→ **Task statement**:
Please quote exactly the lines below from the line containing "a bounding box." to the line containing "fn bounds_opt(&self) ->", both lines included, and nothing else.

→ **Input data**:
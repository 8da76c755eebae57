//! Traits for mesh types.

use crate::{Aabb, TaggedFace, Vertex};

/// Trait for types that provide mesh topology information.
///
/// This trait defines the minimal interface for a mesh structure,
/// allowing the serializer and diagnostics to work with any representation.
pub trait MeshTopology {
    /// Get the number of vertices.
    fn vertex_count(&self) -> usize;

    /// Get the number of faces (triangles).
    fn face_count(&self) -> usize;

    /// Check if the mesh is empty.
    fn is_empty(&self) -> bool {
        self.vertex_count() == 0 || self.face_count() == 0
    }

    /// Get a vertex by index.
    ///
    /// Returns `None` if the index is out of bounds.
    fn vertex(&self, index: usize) -> Option<&Vertex>;

    /// Get a face by index.
    ///
    /// Returns `None` if the index is out of bounds.
    fn face(&self, index: usize) -> Option<&TaggedFace>;
}

/// Trait for types that can compute a bounding box.
pub trait MeshBounds {
    /// Compute the axis-aligned bounding box.
    ///
    /// Returns an empty AABB if the mesh has no vertices.
    fn bounds(&self) -> Aabb;

    /// Compute the bounding box, returning `None` if empty.
    fn bounds_opt(&self) -> Option<Aabb> {
        let b = self.bounds();
        if b.is_empty() { None } else { Some(b) }
    }
}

→ **Result**:
/// Trait for types that can compute a bounding box.
pub trait MeshBounds {
    /// Compute the axis-aligned bounding box.
    ///
    /// Returns an empty AABB if the mesh has no vertices.
    fn bounds(&self) -> Aabb;

    /// Compute the bounding box, returning `None` if empty.
    fn bounds_opt(&self) -> Option<Aabb> {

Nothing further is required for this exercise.